Apparently he could, and on November 27, 1963, President Johnson called for passage of the Civil Rights Bill as a monument to the late President Kennedy. Johnson and others knew this would not be an easy task, but few could have predicted the massive effort coming from Mississippi to undermine this legislation. By the fall of 1963, “Mississippi public funds” were already underwriting “the most active lobby [in Washington, D. C.] against civil rights legislation,” reported Ben A. Franklin in a special report to The New York Times. (It would be learned years later, the majority of funds actually emanated from a racist New York financier.)
Franklin correctly discovered money coming from (actually passing through) the Mississippi State Sovereignty Commission to initiate activities of the Coordinating Committee for Fundamental American Freedoms, Inc. (CCFAF) at the Mississippi taxpayers’ expense. CCFAF was organized in July 1963, registering as a lobby to oppose the Administration’s Civil Rights Bill and “all similar legislation.” In all, over $300,000 would be collected and spent on this legislation and related Mississippi segregationist projects, according to the New York Times reporter. Sovereignty Commission files, opened to the public years later, revealed the original major source of these funds, Wickliffe Draper.
It was an intriguing group that came together to battle the civil rights legislation: Chairing CCFAF was William Loeb, the controversial and conservative editor and publisher of the Mancheser (N.H.) Union Leader and other newspapers. James J. Kilpatrick, editor of the Richmond News Ledger was Vice Chair while secretary-treasurer and most active top officer was John Satterfield of Yazoo City, a close adviser to Governor Ross Barnett and president of both the Mississippi and American Bar Associations (in 1961 and 1962), positions he used in fighting the Civil Rights Bill.
Satterfield was clearly the conservative’s conservative -- once charging the U.S. Supreme Court with “eroding state’s rights and threatening the country’s liberty and security” by giving “inordinate weight” to the rights of individuals. By the end of the 1960s,Time magazine would label this Yazoo City lawyer as "the most prominent segregationist lawyer in the country.”
A year before the Washington, D. C. effort, Satterfield served as a special adviser to Governor Ross Barnet during James Meredith’s successful integration of the University of Mississippi, and wrote a report to the Mississippi legislature blasting Kennedy and the federal government’s intervention.

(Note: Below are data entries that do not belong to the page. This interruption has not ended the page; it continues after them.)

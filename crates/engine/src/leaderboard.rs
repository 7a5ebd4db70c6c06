//! Ranked snapshot of live players by total mass.

use protocol::RankRecord;

use crate::world::World;

/// One leaderboard row.
#[derive(Debug, Clone, PartialEq)]
pub struct LeaderboardEntry {
    pub name: String,
    pub score: f32,
}

impl From<&LeaderboardEntry> for RankRecord {
    fn from(entry: &LeaderboardEntry) -> Self {
        RankRecord {
            name: entry.name.clone(),
            score: entry.score,
        }
    }
}

impl From<&RankRecord> for LeaderboardEntry {
    fn from(record: &RankRecord) -> Self {
        LeaderboardEntry {
            name: record.name.clone(),
            score: record.score,
        }
    }
}

/// Periodically rebuilt ranking. Never patched in place.
#[derive(Debug, Default, Clone)]
pub struct Leaderboard {
    entries: Vec<LeaderboardEntry>,
    computed_at: Option<u64>,
}

impl Leaderboard {
    pub fn new() -> Self {
        Self::default()
    }

    /// Rebuild from scratch: live players, descending score, ties kept in
    /// creation order.
    pub fn recompute(&mut self, world: &World, tick: u64) {
        let mut entries: Vec<LeaderboardEntry> = world
            .players
            .values()
            .filter(|p| !p.is_dead())
            .map(|p| LeaderboardEntry {
                name: p.display_name().to_string(),
                score: world.total_mass(p.id),
            })
            .collect();
        // sort_by is stable
        entries.sort_by(|a, b| b.score.total_cmp(&a.score));
        self.entries = entries;
        self.computed_at = Some(tick);
    }

    #[inline]
    pub fn entries(&self) -> &[LeaderboardEntry] {
        &self.entries
    }

    /// Tick of the last recompute.
    #[inline]
    pub fn computed_at(&self) -> Option<u64> {
        self.computed_at
    }

    pub fn to_records(&self) -> Vec<RankRecord> {
        self.entries.iter().map(RankRecord::from).collect()
    }
}

#[cfg(test)]
mod tests {
    use super::*;
    use crate::entity::Controller;
    use crate::world::tests::empty_config;
    use glam::Vec2;

    #[test]
    fn test_ties_keep_creation_order() {
        let mut world = World::new(&empty_config());
        for (name, mass) in [("A", 30.0), ("B", 10.0), ("C", 30.0)] {
            let p = world.add_player(name.into(), Controller::Bot);
            world.add_cell(p, Vec2::ZERO, mass);
        }

        let mut board = Leaderboard::new();
        board.recompute(&world, 25);
        let names: Vec<_> = board.entries().iter().map(|e| e.name.as_str()).collect();
        let scores: Vec<_> = board.entries().iter().map(|e| e.score).collect();
        assert_eq!(names, vec!["A", "C", "B"]);
        assert_eq!(scores, vec![30.0, 30.0, 10.0]);
        assert_eq!(board.computed_at(), Some(25));
    }

    #[test]
    fn test_dead_players_excluded_and_sorted() {
        let mut world = World::new(&empty_config());
        world.add_player("ghost".into(), Controller::Bot);
        for mass in [5.0, 50.0, 20.0, 35.0] {
            let p = world.add_player(String::new(), Controller::Bot);
            world.add_cell(p, Vec2::ZERO, mass);
        }

        let mut board = Leaderboard::new();
        board.recompute(&world, 1);
        assert_eq!(board.entries().len(), 4);
        assert!(board.entries().windows(2).all(|w| w[0].score >= w[1].score));
        assert_eq!(board.entries()[0].name, "An unnamed cell");
    }
}
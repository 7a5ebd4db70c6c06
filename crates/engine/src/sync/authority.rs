//! Authority-side handling of peer events and broadcast cadence.

use std::collections::BTreeMap;

use protocol::{Intent, StateBroadcast};
use tracing::{debug, info};

use super::{PeerEvent, PeerId};
use crate::config::Config;
use crate::entity::{Controller, PlayerId};
use crate::session::Simulation;

/// Which peer steers which player, plus broadcast bookkeeping.
#[derive(Debug, Default)]
pub struct AuthorityState {
    peers: BTreeMap<PeerId, Option<PlayerId>>,
    /// Leaderboard recompute tick already sent to observers.
    sent_leaderboard: Option<u64>,
}

impl AuthorityState {
    pub fn new() -> Self {
        Self::default()
    }

    /// Player currently owned by `peer`.
    pub fn player_of(&self, peer: PeerId) -> Option<PlayerId> {
        self.peers.get(&peer).copied().flatten()
    }

    /// Apply one event. Invalid intents are ignored.
    pub fn apply(&mut self, sim: &mut Simulation, event: PeerEvent, config: &Config) {
        match event {
            PeerEvent::Joined(peer) => {
                info!("Observer {} connected", peer);
                self.peers.entry(peer).or_insert(None);
            }
            PeerEvent::Left(peer) => {
                info!("Observer {} disconnected", peer);
                if let Some(pid) = self.peers.remove(&peer).flatten() {
                    sim.world.remove_player(pid);
                }
            }
            PeerEvent::Intent(peer, intent) => self.apply_intent(sim, peer, intent, config),
        }
    }

    fn apply_intent(&mut self, sim: &mut Simulation, peer: PeerId, intent: Intent, config: &Config) {
        let alive = self.player_of(peer).filter(|&pid| !sim.world.is_dead(pid));

        match (intent, alive) {
            (Intent::SpawnRequest { ticket, name }, None) => {
                let name: String = name.chars().take(config.session.max_name_length).collect();
                let pid = sim.spawn_player(name, Controller::Peer(peer), config);
                if let Some(player) = sim.world.player_mut(pid) {
                    player.ticket = ticket;
                }
                self.peers.insert(peer, Some(pid));
            }
            (Intent::SpawnRequest { .. }, Some(pid)) => {
                debug!("Ignoring spawn request from {}: player {} is alive", peer, pid);
            }
            (Intent::Move { target }, Some(pid)) => {
                let target = sim.world.border.clamp(target);
                if let Some(player) = sim.world.player_mut(pid) {
                    player.target = Some(target);
                }
            }
            (Intent::Floating, Some(pid)) => {
                if let Some(player) = sim.world.player_mut(pid) {
                    player.target = None;
                }
            }
            (Intent::Split, Some(pid)) => {
                sim.split(pid, config);
            }
            (intent, None) => {
                debug!("Ignoring {:?} from {}: no live player", intent.opcode(), peer);
            }
        }
    }

    /// Build the broadcast for this tick if one is due. Carries the
    /// leaderboard when it was recomputed since the last one sent.
    pub fn broadcast_due(&mut self, sim: &Simulation, config: &Config) -> Option<StateBroadcast> {
        let tick = sim.tick();
        if tick % config.session.broadcast_interval != 0 {
            return None;
        }
        let mut state = sim.world.snapshot(tick);
        let computed = sim.leaderboard.computed_at();
        if computed.is_some() && computed != self.sent_leaderboard {
            state.leaderboard = Some(sim.leaderboard.to_records());
            self.sent_leaderboard = computed;
        }
        Some(state)
    }
}

#[cfg(test)]
mod tests {
    use super::*;
    use crate::world::tests::empty_config;
    use protocol::Position;

    fn spawned(config: &Config) -> (Simulation, AuthorityState, PlayerId) {
        let mut sim = Simulation::new(config);
        let mut auth = AuthorityState::new();
        auth.apply(&mut sim, PeerEvent::Joined(1), config);
        auth.apply(
            &mut sim,
            PeerEvent::Intent(
                1,
                Intent::SpawnRequest {
                    ticket: 77,
                    name: "observer".into(),
                },
            ),
            config,
        );
        let pid = auth.player_of(1).unwrap();
        (sim, auth, pid)
    }

    #[test]
    fn test_spawn_request_creates_player_once() {
        let config = empty_config();
        let (mut sim, mut auth, pid) = spawned(&config);
        assert_eq!(sim.world.player(pid).unwrap().ticket, 77);

        auth.apply(
            &mut sim,
            PeerEvent::Intent(
                1,
                Intent::SpawnRequest {
                    ticket: 78,
                    name: "again".into(),
                },
            ),
            &config,
        );
        assert_eq!(sim.world.players.len(), 1);
        assert_eq!(auth.player_of(1), Some(pid));
    }

    #[test]
    fn test_long_names_are_truncated() {
        let mut config = empty_config();
        config.session.max_name_length = 4;
        let mut sim = Simulation::new(&config);
        let mut auth = AuthorityState::new();
        auth.apply(
            &mut sim,
            PeerEvent::Intent(
                3,
                Intent::SpawnRequest {
                    ticket: 1,
                    name: "abcdefgh".into(),
                },
            ),
            &config,
        );
        let pid = auth.player_of(3).unwrap();
        assert_eq!(sim.world.player(pid).unwrap().name, "abcd");
    }

    #[test]
    fn test_floating_clears_target() {
        let config = empty_config();
        let (mut sim, mut auth, pid) = spawned(&config);
        auth.apply(
            &mut sim,
            PeerEvent::Intent(
                1,
                Intent::Move {
                    target: Position::new(50.0, 50.0),
                },
            ),
            &config,
        );
        assert_eq!(sim.world.player(pid).unwrap().target, Some(Position::new(50.0, 50.0)));

        auth.apply(&mut sim, PeerEvent::Intent(1, Intent::Floating), &config);
        sim.step(&config);
        assert_eq!(sim.world.player(pid).unwrap().target, None);
    }

    #[test]
    fn test_move_target_is_clamped() {
        let config = empty_config();
        let (mut sim, mut auth, pid) = spawned(&config);
        auth.apply(
            &mut sim,
            PeerEvent::Intent(
                1,
                Intent::Move {
                    target: Position::new(1e9, -1e9),
                },
            ),
            &config,
        );
        assert_eq!(sim.world.player(pid).unwrap().target, Some(Position::new(3000.0, -3000.0)));
    }

    #[test]
    fn test_intents_without_player_are_ignored() {
        let config = empty_config();
        let mut sim = Simulation::new(&config);
        let mut auth = AuthorityState::new();
        auth.apply(&mut sim, PeerEvent::Intent(5, Intent::Split), &config);
        auth.apply(&mut sim, PeerEvent::Intent(5, Intent::Floating), &config);
        assert!(sim.world.players.is_empty());
    }

    #[test]
    fn test_leaving_removes_player() {
        let config = empty_config();
        let (mut sim, mut auth, pid) = spawned(&config);
        auth.apply(&mut sim, PeerEvent::Left(1), &config);
        assert!(sim.world.player(pid).is_none());
        assert_eq!(auth.player_of(1), None);
    }

    #[test]
    fn test_leaderboard_sent_once_per_recompute() {
        let mut config = empty_config();
        config.session.broadcast_interval = 1;
        config.session.leaderboard_interval = 2;
        let (mut sim, mut auth, _) = spawned(&config);

        sim.step(&config);
        assert!(auth.broadcast_due(&sim, &config).unwrap().leaderboard.is_none());
        sim.step(&config);
        assert!(auth.broadcast_due(&sim, &config).unwrap().leaderboard.is_some());
        sim.step(&config);
        assert!(auth.broadcast_due(&sim, &config).unwrap().leaderboard.is_none());
    }

    #[test]
    fn test_broadcast_cadence() {
        let mut config = empty_config();
        config.session.broadcast_interval = 3;
        let (mut sim, mut auth, _) = spawned(&config);
        let sent: Vec<u64> = (0..9)
            .filter_map(|_| {
                sim.step(&config);
                auth.broadcast_due(&sim, &config).map(|b| b.tick)
            })
            .collect();
        assert_eq!(sent, vec![3, 6, 9]);
    }
}
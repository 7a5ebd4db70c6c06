//! Sync plumbing between the Authority and its Observers.
//!
//! Every role talks through a [`PeerLink`]: an unbounded inbound queue that
//! is drained once at the start of each tick, and a non-blocking outbound
//! sender whose failures mean "peer unreachable" and are ignored.

mod authority;
mod hub;
mod mirror;

pub use authority::AuthorityState;
pub use hub::LocalHub;
pub use mirror::{MirrorUpdate, ObserverMirror};

use protocol::{Intent, StateBroadcast};
use tokio::sync::mpsc::{self, error::TryRecvError, UnboundedReceiver, UnboundedSender};

/// Transport-assigned id of a connected Observer.
pub type PeerId = u32;

/// What the transport hands the Authority.
#[derive(Debug, Clone, PartialEq)]
pub enum PeerEvent {
    Joined(PeerId),
    Intent(PeerId, Intent),
    Left(PeerId),
}

/// One side of a message channel.
#[derive(Debug)]
pub struct PeerLink<In, Out> {
    inbound: UnboundedReceiver<In>,
    outbound: UnboundedSender<Out>,
}

/// The Authority's link: peer events in, broadcasts out (fanned out by the transport).
pub type AuthorityLink = PeerLink<PeerEvent, StateBroadcast>;
/// An Observer's link: broadcasts in, intents out.
pub type ObserverLink = PeerLink<StateBroadcast, Intent>;

impl<In, Out> PeerLink<In, Out> {
    pub fn new(inbound: UnboundedReceiver<In>, outbound: UnboundedSender<Out>) -> Self {
        Self { inbound, outbound }
    }

    /// Take everything queued so far, in arrival order.
    pub fn drain(&mut self) -> Vec<In> {
        let mut out = Vec::new();
        loop {
            match self.inbound.try_recv() {
                Ok(msg) => out.push(msg),
                Err(TryRecvError::Empty) | Err(TryRecvError::Disconnected) => break,
            }
        }
        out
    }

    /// Non-blocking send. Returns false when the other side is gone.
    #[inline]
    pub fn send(&self, msg: Out) -> bool {
        self.outbound.send(msg).is_ok()
    }

    /// Drop everything still queued.
    pub fn discard(&mut self) -> usize {
        self.drain().len()
    }
}

/// The transport's view of a link: feed inbound, consume outbound.
#[derive(Debug)]
pub struct LinkPort<In, Out> {
    pub inbound: UnboundedSender<In>,
    pub outbound: UnboundedReceiver<Out>,
}

/// Create a link and the port a transport drives it through.
pub fn link<In, Out>() -> (PeerLink<In, Out>, LinkPort<In, Out>) {
    let (in_tx, in_rx) = mpsc::unbounded_channel();
    let (out_tx, out_rx) = mpsc::unbounded_channel();
    (
        PeerLink::new(in_rx, out_tx),
        LinkPort {
            inbound: in_tx,
            outbound: out_rx,
        },
    )
}
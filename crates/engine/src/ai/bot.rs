//! Opponent roster: steering and respawn lifecycle.

use glam::Vec2;
use rand::Rng;
use tracing::debug;

use super::policy::{self, Sighting, SmartDecision};
use crate::config::Config;
use crate::entity::{Controller, PlayerId};
use crate::spawn;
use crate::world::World;

/// How far an opponent looks for food, prey and threats.
const SIGHT: f32 = 1200.0;
/// Wander targets are picked this far away.
const WANDER_DISTANCE: f32 = 400.0;

/// Opponent difficulty.
#[derive(Debug, Clone, Copy, PartialEq, Eq, Hash)]
pub enum BotTier {
    /// Nearest food, wander otherwise.
    Simple,
    /// Flee threats, chase prey, else graze.
    Smart,
}

/// One roster slot. Keeps its name and tier across respawns.
#[derive(Debug, Clone)]
pub struct Bot {
    pub name: String,
    pub tier: BotTier,
    /// Live player, if spawned.
    pub player: Option<PlayerId>,
    /// Tick of the last death.
    pub died_at: Option<u64>,
    wander: Option<Vec2>,
}

impl Bot {
    pub fn new(name: String, tier: BotTier, player: Option<PlayerId>) -> Self {
        Self {
            name,
            tier,
            player,
            died_at: None,
            wander: None,
        }
    }
}

/// Drives every opponent.
#[derive(Debug, Default)]
pub struct BotManager {
    pub bots: Vec<Bot>,
}

impl BotManager {
    pub fn new() -> Self {
        Self::default()
    }

    /// Adopt a freshly spawned roster.
    pub fn from_roster(roster: Vec<(PlayerId, BotTier, String)>) -> Self {
        Self {
            bots: roster
                .into_iter()
                .map(|(id, tier, name)| Bot::new(name, tier, Some(id)))
                .collect(),
        }
    }

    /// Set every live opponent's target. Returns opponents that want to split.
    pub fn steer(&mut self, world: &mut World, config: &Config) -> Vec<PlayerId> {
        let eat_ratio = config.player.eat_mass_ratio as f32;
        let split_reach = config.player.split_boost as f32 * 0.5;
        let mut splits = Vec::new();

        for bot in &mut self.bots {
            let Some(pid) = bot.player else {
                continue;
            };
            let Some(me) = world.center_position(pid) else {
                continue;
            };
            let largest = world.player_cells(pid).map(|c| c.mass()).fold(0.0, f32::max);
            let food = world
                .food
                .values()
                .map(|f| f.position)
                .filter(|p| p.distance(me) < SIGHT);

            let target = match bot.tier {
                BotTier::Simple => policy::simple_target(me, food),
                BotTier::Smart => {
                    let others: Vec<Sighting> = world
                        .cells
                        .values()
                        .filter(|c| c.owner != pid)
                        .map(|c| Sighting {
                            position: c.position,
                            mass: c.mass(),
                        })
                        .collect();
                    let decision = policy::smart_target(me, largest, &others, food, eat_ratio, SIGHT);
                    if let Some(SmartDecision::Chase(prey)) = decision {
                        let cells = world.player(pid).map_or(0, |p| p.cells.len());
                        let prey_mass = others
                            .iter()
                            .find(|s| s.position == prey)
                            .map_or(f32::MAX, |s| s.mass);
                        if cells == 1
                            && prey.distance(me) < split_reach
                            && largest / 2.0 >= prey_mass * eat_ratio
                            && largest >= config.player.min_split_mass as f32
                        {
                            splits.push(pid);
                        }
                    }
                    decision.map(|d| d.target())
                }
            };

            let target = match target {
                Some(t) => {
                    bot.wander = None;
                    t
                }
                None => {
                    let reached = bot.wander.is_none_or(|w| w.distance(me) < 10.0);
                    if reached {
                        let angle = world.rng.random_range(0.0..std::f32::consts::TAU);
                        bot.wander = Some(me + Vec2::from_angle(angle) * WANDER_DISTANCE);
                    }
                    bot.wander.unwrap_or(me)
                }
            };

            let border = world.border;
            if let Some(player) = world.player_mut(pid) {
                player.target = Some(border.clamp(target));
            }
        }
        splits
    }

    /// Note that an opponent's player was eliminated.
    pub fn on_death(&mut self, pid: PlayerId, tick: u64) -> bool {
        match self.bots.iter_mut().find(|b| b.player == Some(pid)) {
            Some(bot) => {
                bot.player = None;
                bot.died_at = Some(tick);
                bot.wander = None;
                true
            }
            None => false,
        }
    }

    /// Respawn opponents whose wait is over. Returns how many came back.
    pub fn respawn_due(&mut self, world: &mut World, config: &Config, tick: u64) -> usize {
        let mut count = 0;
        for bot in &mut self.bots {
            let due = bot.player.is_none()
                && bot
                    .died_at
                    .is_none_or(|t| tick.saturating_sub(t) >= config.bots.respawn_ticks);
            if !due {
                continue;
            }
            let pid = spawn::spawn_player(world, bot.name.clone(), Controller::Bot, &config.player);
            bot.player = Some(pid);
            bot.died_at = None;
            count += 1;
            debug!("Opponent {} respawned as player {}", bot.name, pid);
        }
        count
    }
}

Like any power broker, Satterfield had his enemies, including Rev. Ed King of Jackson, a well-known Tougaloo College chaplain and civil rights activist. King had helped coordinate the Jackson lunch counter protests with his ally, sociologist John R. Salter. In a Pittsburgh, Pennsylvania Methodist Conference rally a year following the murder of NAACP state leader Medgar Evers, King appeared in front of the session to brand Satterfield as “the chief [functionary] of the Nazi operation that operates the state of Mississippi.” Satterfield was attending as leader of the lay delegation of the Mississippi Methodist Conference and King reported on Satterfield’s “$20,000 a year to lobby against civil rights legislation in Washington.”
Despite its detractors, Mississippi’s fight over civil rights legislation, albeit short-lived, was an upscale operation under Satterfield’s direction, with an office suite serving as CCFAF headquarters at the Carrol Arms Hotel, a Capitol Hill landmark overlooking the Senate office buildings.
John Satterfield, born July 25, 1904 in Port Gibson, Mississippi, the son of a Claiborne County attorney, began working part-time in his father's office at the age of ten. Admitted to the Mississippi bar in 1929, Satterfield joined the practice of Alexander & Alexander in Jackson. That same year, the twenty-year-old was elected to the Mississippi House of Representatives where he remained until 1932.
In 1969, Time described Satterfield as "the most prominent segregationist lawyer in the country." Satterfield drafted legislation for the Citizens' Councils and acted as counsel to the Mississippi Sovereignty Commission, the Coordinating Committee for Fundamental American Freedoms. In 1969-70, Satterfield served as special counsel for a number of public school districts across Mississippi and the South seeking to delay desegregation, a consolidated case that reached as high as the Supreme Court.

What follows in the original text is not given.